公开(公告)号:US11967022B2
公开(公告)日:2024-04-23
申请号:US17452751
申请日:2021-10-28
Applicant: NVIDIA Corporation
Inventor: Kang Wang , Yue Wu , Minwoo Park , Gang Pan
IPC: G06T17/05 , B60W30/09 , B60W30/14 , B60W40/06 , B60W50/06 , B60W60/00 , G06F18/214 , G06V20/05 , G06V20/58
CPC classification number: G06T17/05 , B60W30/09 , B60W30/143 , B60W40/06 , B60W50/06 , B60W60/001 , G06F18/214 , G06V20/05 , B60W2420/42 , B60W2420/52 , B60W2552/15
Abstract: In various examples, to support training a deep neural network (DNN) to predict a dense representation of a 3D surface structure of interest, a training dataset is generated using a parametric mathematical modeling.
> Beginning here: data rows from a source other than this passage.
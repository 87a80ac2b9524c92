use shared::domain::Screen;

#[derive(Debug, Clone, Copy, PartialEq, Eq)]
pub enum UiAction {
    Navigate(Screen),
    OpenAssistant,
    OpenSupport,
}

impl UiAction {
    pub fn name(&self) -> &'static str {
        match self {
            UiAction::Navigate(_) => "navigate",
            UiAction::OpenAssistant => "open_assistant",
            UiAction::OpenSupport => "open_support",
        }
    }
}
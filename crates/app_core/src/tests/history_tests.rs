use chrono::TimeZone;
use shared::domain::UserId;

use super::*;

fn signed_in() -> Identity {
    Identity {
        display_name: "Ann".to_string(),
        user_id: Some(UserId(1)),
        username: None,
    }
}

fn fixed_now() -> DateTime<Utc> {
    Utc.with_ymd_and_hms(2024, 5, 17, 12, 30, 0).unwrap()
}

#[test]
fn guest_sessions_start_without_history() {
    assert!(seed(&Identity::guest(), fixed_now()).is_empty());
    assert!(HistoryStore::for_session(&Identity::guest(), fixed_now()).is_empty());
}

#[test]
fn signed_in_sessions_get_two_items_a_day_apart() {
    let now = fixed_now();
    let items = seed(&signed_in(), now);

    assert_eq!(items.len(), 2);
    assert_eq!(items[0].created_at, now);
    assert_eq!(
        (items[0].created_at - items[1].created_at).num_milliseconds(),
        86_400_000
    );
}

#[test]
fn seeded_items_have_distinct_ids_and_content() {
    let items = seed(&signed_in(), fixed_now());
    assert_ne!(items[0].id, items[1].id);
    for item in &items {
        assert!(!item.question.is_empty());
        assert!(!item.answer.is_empty());
    }
}

#[test]
fn store_exposes_seeded_items_in_insertion_order() {
    let now = fixed_now();
    let store = HistoryStore::for_session(&signed_in(), now);
    assert_eq!(store.len(), 2);
    assert_eq!(store.items(), seed(&signed_in(), now).as_slice());
}
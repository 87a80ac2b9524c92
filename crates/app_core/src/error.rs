use thiserror::Error;

#[derive(Debug, Error)]
pub enum ConfigError {
    #[error("chrome color must look like #RRGGBB, got `{0}`")]
    InvalidChromeColor(String),
    #[error("invalid link base `{value}`: {source}")]
    InvalidLinkBase {
        value: String,
        source: url::ParseError,
    },
    #[error("link base `{0}` cannot be extended with a bot handle")]
    OpaqueLinkBase(String),
    #[error("{0} handle must not be empty")]
    EmptyBotHandle(&'static str),
}
use crate::domain::{Feature, MaskModel, VideoRef};

pub const APP_NAME: &str = "FITSIZ";
pub const APP_VERSION: &str = "1.0.0";

pub const ASSISTANT_BOT: &str = "fitsiz_assistant_bot";
pub const SUPPORT_BOT: &str = "fitsiz_support_bot";

const fn model(name: &'static str, video_id: u64) -> MaskModel {
    MaskModel {
        name,
        video: VideoRef {
            video_id,
            hash: None,
        },
    }
}

pub const MASK_MODELS: [MaskModel; 5] = [
    model("ELEMENT STATIC", 456239193),
    model("EXPAN HD ULTRA", 456239191),
    model("ELEMENT HD COLOR", 456239190),
    model("ELEMENT CLASSIC", 456239189),
    model("ELEMENT ARGON", 456239188),
];

pub const FEATURES: [Feature; 3] = [
    Feature {
        title: "Видеоинструкции",
        description: "Настройка всех моделей масок",
    },
    Feature {
        title: "ИИ-ассистент",
        description: "Консультация по любым вопросам",
    },
    Feature {
        title: "Техподдержка 24/7",
        description: "Помощь в любое время",
    },
];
A variety of synthetic 3D road surfaces may be generated by modeling a 3D road surface using varied parameters to simulate changes in road direction and lateral surface slope. In an example embodiment, a synthetic 3D road surface may be created by modeling a longitudinal 3D curve and expanding the longitudinal 3D curve to a 3D surface, and the resulting synthetic 3D surface may be sampled to form a synthetic ground truth projection image (e.g., a 2D height map). To generate corresponding input training data, a known pattern that represents which pixels may remain unobserved during 3D structure estimation may be generated and applied to a ground truth projection image to simulate a corresponding sparse projection image.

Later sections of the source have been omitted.